2017 Volume 1 Article ID: 2017-011
平成18年度より薬学6年制教育がスタートし,真に社会の役に立つ医療人としての薬剤師養成が使命となり,質の高い医療人育成のために教育現場のみならず薬局・病院など臨床現場においても改めて教育の重要性が強調されている.薬学教育の質向上のためには,教育方法や効果の検証を行い現場へ還元するための研究活動が必須であるが,薬学領域における “教育研究” は緒についたばかりである.そこで我々は2016年8月に開催された日本薬学教育学会第1回大会において『薬学教育研究,事始め』と題したシンポジウムを実施した.
教育研究において,研究対象は学生など研究者との社会的関係上弱者である場合が多く,十分な倫理的配慮が必要である.そこで本稿では,国や他の医療系学会の指針を参照し,教育研究の倫理的配慮の必要性について言及する.
薬学教育研究の最終目標は,質の高い人材を育成し医療の質向上へとつなげることであり,今後策定されるであろう日本薬学教育学会の研究倫理指針は,薬学教育研究の質を高めるとともに,研究の発展に寄与するものでなければならない.
平成18年度より薬学6年制教育がスタートし,真に社会の役に立つ医療人としての薬剤師養成が使命となっている.質の高い医療人育成のために “知識”,“技能” に加えて “態度” の醸成が謳われ,教育現場のみならず,薬局・病院など臨床現場においても改めて教育の重要性が強調されている.薬学教育の質向上のためには,教育方法や効果の検証を行い現場へ還元するための研究活動が必須であるが,薬学領域における “教育研究” は緒についたばかりである.そこで我々は2016年8月に開催された日本薬学教育学会第1回大会において『薬学教育研究,事始め』と題したシンポジウムを実施した(表1).

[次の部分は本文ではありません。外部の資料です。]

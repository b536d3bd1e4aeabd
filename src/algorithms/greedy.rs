use crate::algorithms::common::{
    heuristic, FailureReason, NodeTable, PriorityFrontier, Search, SearchNode, Step,
};
use crate::algorithms::Algorithm;
use crate::grid::{Grid, Position};

/// Greedy best-first search ordered by the heuristic alone.
///
/// Positions are claimed when first discovered, so each enters the frontier
/// once. Fast towards open goals, no optimality guarantee.
pub struct GreedyBestFirst {
    goal: Position,
    frontier: PriorityFrontier<u32>,
    nodes: NodeTable,
}

impl GreedyBestFirst {
    pub fn new(start: Position, goal: Position) -> Self {
        let h = heuristic(start, goal);
        let mut nodes = NodeTable::new();
        nodes.insert(start, SearchNode::root(h));
        let mut frontier = PriorityFrontier::new();
        frontier.push(h, start);
        GreedyBestFirst {
            goal,
            frontier,
            nodes,
        }
    }
}

impl Search for GreedyBestFirst {
    fn algorithm(&self) -> Algorithm {
        Algorithm::Greedy
    }

    fn step(&mut self, grid: &Grid) -> Step {
        let Some((_, current)) = self.frontier.pop() else {
            return Step::Exhausted(FailureReason::Unreachable);
        };

        if current == self.goal {
            return Step::reached(current, &self.nodes);
        }

        let g = self.nodes.g(current) + 1;
        for neighbor in grid.neighbors(current) {
            if self.nodes.contains(neighbor) {
                continue;
            }
            let h = heuristic(neighbor, self.goal);
            self.nodes.insert(
                neighbor,
                SearchNode {
                    g,
                    h,
                    parent: Some(current),
                },
            );
            self.frontier.push(h, neighbor);
        }

        Step::Expanded(Some(current))
    }
}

1.オープニングリマークス:さあ薬学教育研究を始めよう! リサーチクエスチョンから研究実施まで |
有田悦子(北里大学薬学部) |
2.教育研究の意義と課題 |
藤崎和彦(岐阜大学医学教育開発研究センター) |
3.研究を始めるにあたって基本的な心構え |
亀井美和子(日本大学薬学部) |
4.研究事例の紹介(量的研究) |
串畑太郎(摂南大学薬学部) |
5.研究事例の紹介(質的研究) |
半谷眞七子(名城大学) |
6.総合討論 |
シンポジウムではまず薬学教育研究を始めるにあたっての留意点や研究の流れ,教育研究の意義と課題について共有した後,量的・質的方法を用いた教育研究の具体例についてご紹介いただいた.本稿を含む4編は,その際の内容を中心に記述したものである.
教育研究において,研究対象は学生など研究者との社会的関係上弱者である場合が多い.そこで本稿では,特に薬学教育研究を始めるにあたり十分に理解しておくべき倫理的配慮について,国や他の医療系学会から出されている倫理指針を参照し,教育研究の倫理的配慮の必要性について言及する.

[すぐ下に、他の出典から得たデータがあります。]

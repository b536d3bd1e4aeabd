//! Error types for the solver

use thiserror::Error;

use crate::grid::{CellType, Position};
use crate::session::SessionId;

/// A grid snapshot that cannot be turned into a [`Grid`](crate::grid::Grid).
#[derive(Error, Debug, Clone, PartialEq, Eq)]
pub enum GridError {
    #[error("grid snapshot is empty")]
    Empty,

    #[error("row {row} has {found} cells, expected {expected}")]
    Ragged {
        row: usize,
        expected: usize,
        found: usize,
    },

    #[error("cell record {found} stored at {expected}")]
    Misplaced { expected: Position, found: Position },
}

/// Precondition failures, reported before a search emits anything.
#[derive(Error, Debug)]
pub enum SolveError {
    #[error("no start position set")]
    MissingStart,

    #[error("no end position set")]
    MissingEnd,

    #[error("start and end are both {0}")]
    SameEndpoints(Position),

    #[error("{pos} is outside the {width}x{height} grid")]
    OutOfBounds {
        pos: Position,
        width: usize,
        height: usize,
    },

    #[error("{pos} is a {cell} cell")]
    NotTraversable { pos: Position, cell: CellType },

    #[error("unknown algorithm '{0}'")]
    UnknownAlgorithm(String),

    #[error("session {0} is already running")]
    SessionBusy(SessionId),

    #[error("no session with id {0}")]
    SessionNotFound(SessionId),

    #[error("at most {0} sessions can be registered")]
    TooManySessions(usize),

    #[error("invalid grid: {0}")]
    Grid(#[from] GridError),

    #[error("failed to spawn solver thread: {0}")]
    Spawn(#[from] std::io::Error),
}

/// Failures of the line-oriented wire adapter.
#[derive(Error, Debug)]
pub enum ProtocolError {
    #[error("invalid data: {0}")]
    Json(#[from] serde_json::Error),

    #[error("connection error: {0}")]
    Io(#[from] std::io::Error),

    #[error(transparent)]
    Solve(#[from] SolveError),
}

/// An engine config file that could not be read.
#[derive(Error, Debug)]
pub enum ConfigError {
    #[error("failed to read config: {0}")]
    Io(#[from] std::io::Error),

    #[error("failed to parse config: {0}")]
    Json(#[from] serde_json::Error),
}

pub type Result<T> = std::result::Result<T, SolveError>;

文部科学省および厚生労働省が作成した「人を対象とする医学系研究に関する倫理指針」1)は,臨床研究に携わる研究者だけでなく,薬学教育者にも広く知られている倫理指針である.指針の第3の1の規定は,指針で定義する「人を対象とする医学系研究」のうち,この指針を適用する研究あるいは適用しない研究について定めており,指針のガイダンス2)において,医学系研究に該当する学問領域の例として「医科学,臨床医学,公衆衛生学,予防医学,歯学,薬学,看護学,リハビリテーション学,検査学,医工学のほか,介護・福祉分野,食品衛生・栄養分野,環境衛生分野,労働安全衛生分野等」が掲げられ,これらの領域における「個人の健康に関する情報を用いた疫学的手法による研究及び質的研究が含まれる.医療,介護・福祉等に関するものであっても,医事法や社会福祉学など人文・社会科学分野の研究の中には「医学系研究」に含まれないものもある.」と記されている.

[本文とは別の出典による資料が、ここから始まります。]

//! Side-by-side sessions over one grid snapshot.

use crossbeam_channel::Select;
use std::sync::Arc;
use std::time::Instant;

use crate::algorithms::Algorithm;
use crate::config::EngineConfig;
use crate::cost::Weather;
use crate::error::{Result, SolveError};
use crate::events::check_endpoints;
use crate::grid::{Grid, Position};
use crate::session::{EventStream, RunSummary, SessionId, SessionState, SolverSession, StampedEvent};

pub const MAX_SESSIONS: usize = 3;

struct Slot {
    session: SolverSession,
    active: bool,
}

/// Up to [`MAX_SESSIONS`] sessions, each with its own algorithm.
pub struct SessionRegistry {
    config: EngineConfig,
    slots: Vec<Slot>,
    next_id: u32,
}

impl SessionRegistry {
    pub fn new(config: EngineConfig) -> Self {
        SessionRegistry {
            config,
            slots: Vec::with_capacity(MAX_SESSIONS),
            next_id: 1,
        }
    }

    /// A registry with one active session per algorithm.
    pub fn with_algorithms(config: EngineConfig, algorithms: &[Algorithm]) -> Result<Self> {
        let mut registry = SessionRegistry::new(config);
        for &algorithm in algorithms {
            registry.add_session(algorithm)?;
        }
        Ok(registry)
    }

    pub fn add_session(&mut self, algorithm: Algorithm) -> Result<SessionId> {
        if self.slots.len() >= MAX_SESSIONS {
            return Err(SolveError::TooManySessions(MAX_SESSIONS));
        }
        let id = SessionId(self.next_id);
        self.next_id += 1;
        self.slots.push(Slot {
            session: SolverSession::new(id, algorithm, self.config.clone()),
            active: true,
        });
        tracing::debug!("added session {} running {}", id, algorithm);
        Ok(id)
    }

    /// Stops the session's run, if any, and forgets it.
    pub fn remove_session(&mut self, id: SessionId) -> Result<()> {
        let index = self.index(id)?;
        let mut slot = self.slots.remove(index);
        slot.session.reset();
        Ok(())
    }

    pub fn set_algorithm(&mut self, id: SessionId, algorithm: Algorithm) -> Result<()> {
        let slot = self.slot_mut(id)?;
        if slot.session.state() == SessionState::Running {
            return Err(SolveError::SessionBusy(id));
        }
        slot.session.set_algorithm(algorithm);
        Ok(())
    }

    /// Inactive sessions are skipped by [`run_all`](Self::run_all).
    pub fn set_active(&mut self, id: SessionId, active: bool) -> Result<()> {
        self.slot_mut(id)?.active = active;
        Ok(())
    }

    pub fn len(&self) -> usize {
        self.slots.len()
    }

    pub fn is_empty(&self) -> bool {
        self.slots.is_empty()
    }

    pub fn ids(&self) -> Vec<SessionId> {
        self.slots.iter().map(|slot| slot.session.id()).collect()
    }

    pub fn algorithm(&self, id: SessionId) -> Result<Algorithm> {
        Ok(self.slot(id)?.session.algorithm())
    }

    pub fn is_active(&self, id: SessionId) -> Result<bool> {
        Ok(self.slot(id)?.active)
    }

    pub fn state(&self, id: SessionId) -> Result<SessionState> {
        Ok(self.slot(id)?.session.state())
    }

    /// The last finished run of a session, if its thread has exited.
    pub fn summary(&mut self, id: SessionId) -> Result<Option<RunSummary>> {
        Ok(self.slot_mut(id)?.session.summary().cloned())
    }

    /// Blocks until the session's current run exits.
    pub fn wait(&mut self, id: SessionId) -> Result<Option<RunSummary>> {
        Ok(self.slot_mut(id)?.session.wait().cloned())
    }

    /// Starts every active session on one shared snapshot of `grid`.
    ///
    /// Endpoints are validated once before any session starts, and no
    /// session starts while another is still running.
    pub fn run_all(
        &mut self,
        grid: &Grid,
        start: Option<Position>,
        end: Option<Position>,
        weather: Weather,
    ) -> Result<Vec<(SessionId, EventStream)>> {
        let (start, end) = check_endpoints(grid, start, end)?;
        if let Some(busy) = self
            .slots
            .iter()
            .find(|slot| slot.session.state() == SessionState::Running)
        {
            return Err(SolveError::SessionBusy(busy.session.id()));
        }

        let snapshot = Arc::new(grid.clone());
        let epoch = Instant::now();
        let mut streams = Vec::with_capacity(self.slots.len());
        for slot in self.slots.iter_mut().filter(|slot| slot.active) {
            let id = slot.session.id();
            let stream = slot
                .session
                .start_at(Arc::clone(&snapshot), start, end, weather, epoch)?;
            streams.push((id, stream));
        }
        tracing::info!(
            "started {} session(s) from {} to {} in {} weather",
            streams.len(),
            start,
            end,
            weather
        );
        Ok(streams)
    }

    /// Starts a single session on its own snapshot of `grid`.
    pub fn start(
        &mut self,
        id: SessionId,
        grid: &Grid,
        start: Option<Position>,
        end: Option<Position>,
        weather: Weather,
    ) -> Result<EventStream> {
        let (start, end) = check_endpoints(grid, start, end)?;
        let snapshot = Arc::new(grid.clone());
        self.slot_mut(id)?.session.start(snapshot, start, end, weather)
    }

    pub fn cancel(&self, id: SessionId) -> Result<()> {
        self.slot(id)?.session.cancel();
        Ok(())
    }

    pub fn reset(&mut self, id: SessionId) -> Result<()> {
        self.slot_mut(id)?.session.reset();
        Ok(())
    }

    pub fn cancel_all(&self) {
        for slot in &self.slots {
            slot.session.cancel();
        }
    }

    pub fn reset_all(&mut self) {
        for slot in &mut self.slots {
            slot.session.reset();
        }
    }

    fn index(&self, id: SessionId) -> Result<usize> {
        self.slots
            .iter()
            .position(|slot| slot.session.id() == id)
            .ok_or(SolveError::SessionNotFound(id))
    }

    fn slot(&self, id: SessionId) -> Result<&Slot> {
        let index = self.index(id)?;
        Ok(&self.slots[index])
    }

    fn slot_mut(&mut self, id: SessionId) -> Result<&mut Slot> {
        let index = self.index(id)?;
        Ok(&mut self.slots[index])
    }
}

/// Interleaves several event streams as their events arrive.
///
/// Events from one session keep their order; across sessions the order is
/// whatever the threads produced.
pub struct MergedEvents {
    streams: Vec<EventStream>,
}

impl MergedEvents {
    pub fn new(streams: impl IntoIterator<Item = EventStream>) -> Self {
        MergedEvents {
            streams: streams.into_iter().collect(),
        }
    }

    pub fn cancel(&self) {
        for stream in &self.streams {
            stream.cancel();
        }
    }

    /// Drains every stream and orders the result by `(at_us, session, seq)`.
    pub fn collect_sorted(self) -> Vec<StampedEvent> {
        let mut events: Vec<StampedEvent> = self.collect();
        events.sort_by_key(|e| (e.at_us, e.session, e.seq));
        events
    }
}

impl Iterator for MergedEvents {
    type Item = StampedEvent;

    fn next(&mut self) -> Option<StampedEvent> {
        loop {
            let live: Vec<usize> = (0..self.streams.len())
                .filter(|&i| !self.streams[i].is_finished())
                .collect();
            if live.is_empty() {
                return None;
            }

            let (index, received) = {
                let mut select = Select::new();
                for &i in &live {
                    select.recv(self.streams[i].receiver());
                }
                let op = select.select();
                let index = live[op.index()];
                (index, op.recv(self.streams[index].receiver()).ok())
            };

            self.streams[index].observe(received.as_ref());
            if received.is_some() {
                return received;
            }
        }
    }
}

一方,「人を対象とする医学系研究」の定義に当てはまらない研究は,この指針の対象ではないことが記されており,「例えば,心理学,社会学,教育学等の人文・社会科学分野のみに係る研究や,工学分野等の研究のうち,国民の健康の保持増進に資する知識を得ること,患者の傷病からの回復及び生活の質の向上に資する知識を得ることを目的としないものは,この指針の対象でないが,研究対象者から取得した情報を用いる等,その内容に応じて,適正な実施を図る上でこの指針は参考となり得る.」と記されている.これらの記載からは,教育学研究の多くがこの指針の対象外であるが,研究の適正に実施するために,この指針を参考にする意義があることがうかがえる.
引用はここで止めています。